→ **Exercise**
Go through the data below and copy each line that includes "Duration".

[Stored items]
^^^^^^^^^^^^^^^^

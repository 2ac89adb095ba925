//! Fail-open helpers for optional collaborators
//!
//! The language-model strategy is an assist, never a dependency: when a call
//! fails or stalls, the caller falls back to its deterministic path.
//!
//! DO NOT use fail-open for:
//! - Driver calls (their failures feed retry classification)
//! - Form inference on a page with no forms (a hard error)

use std::future::Future;
use std::time::Duration;
use tracing::warn;

use crate::Result;

/// Run an optional operation; log and swallow any error.
///
/// ```no_run
/// use probe_core::fail_open::fail_open;
/// use probe_core::Result;
///
/// async fn suggest() -> Result<Vec<String>> {
///     Ok(vec!["#email".to_string()])
/// }
///
/// async fn example() {
///     let suggestions = fail_open("suggest_selectors", || suggest()).await;
///     // None when the assist failed
/// }
/// ```
pub async fn fail_open<F, Fut, T>(operation_name: &str, f: F) -> Option<T>
where
    F: FnOnce() -> Fut,
    Fut: Future<Output = Result<T>>,
{
    match f().await {
        Ok(val) => Some(val),
        Err(e) => {
            warn!("{} failed (fail-open): {}", operation_name, e);
            None
        }
    }
}

/// Run the primary operation, using `fallback` when it fails
pub async fn fail_open_or<F, Fut, T, G>(operation_name: &str, f: F, fallback: G) -> T
where
    F: FnOnce() -> Fut,
    Fut: Future<Output = Result<T>>,
    G: FnOnce() -> T,
{
    match fail_open(operation_name, f).await {
        Some(val) => val,
        None => fallback(),
    }
}

/// Run an optional operation up to `attempts` times, pausing 100ms, 200ms, ...
/// between tries. `None` once every attempt failed.
pub async fn fail_open_with_retries<F, Fut, T>(operation_name: &str, mut f: F, attempts: usize) -> Option<T>
where
    F: FnMut() -> Fut,
    Fut: Future<Output = Result<T>>,
{
    let attempts = attempts.max(1);
    for attempt in 1..=attempts {
        match f().await {
            Ok(val) => return Some(val),
            Err(e) if attempt == attempts => {
                warn!("{} failed after {} attempts (fail-open): {}", operation_name, attempts, e);
            }
            Err(e) => {
                warn!("{} failed (attempt {}/{}): {}", operation_name, attempt, attempts, e);
                tokio::time::sleep(Duration::from_millis(100 * attempt as u64)).await;
            }
        }
    }
    None
}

^^^^^^^^^^^^^^^^

→ **Written solution**
use std::time::Duration;
                tokio::time::sleep(Duration::from_millis(100 * attempt as u64)).await;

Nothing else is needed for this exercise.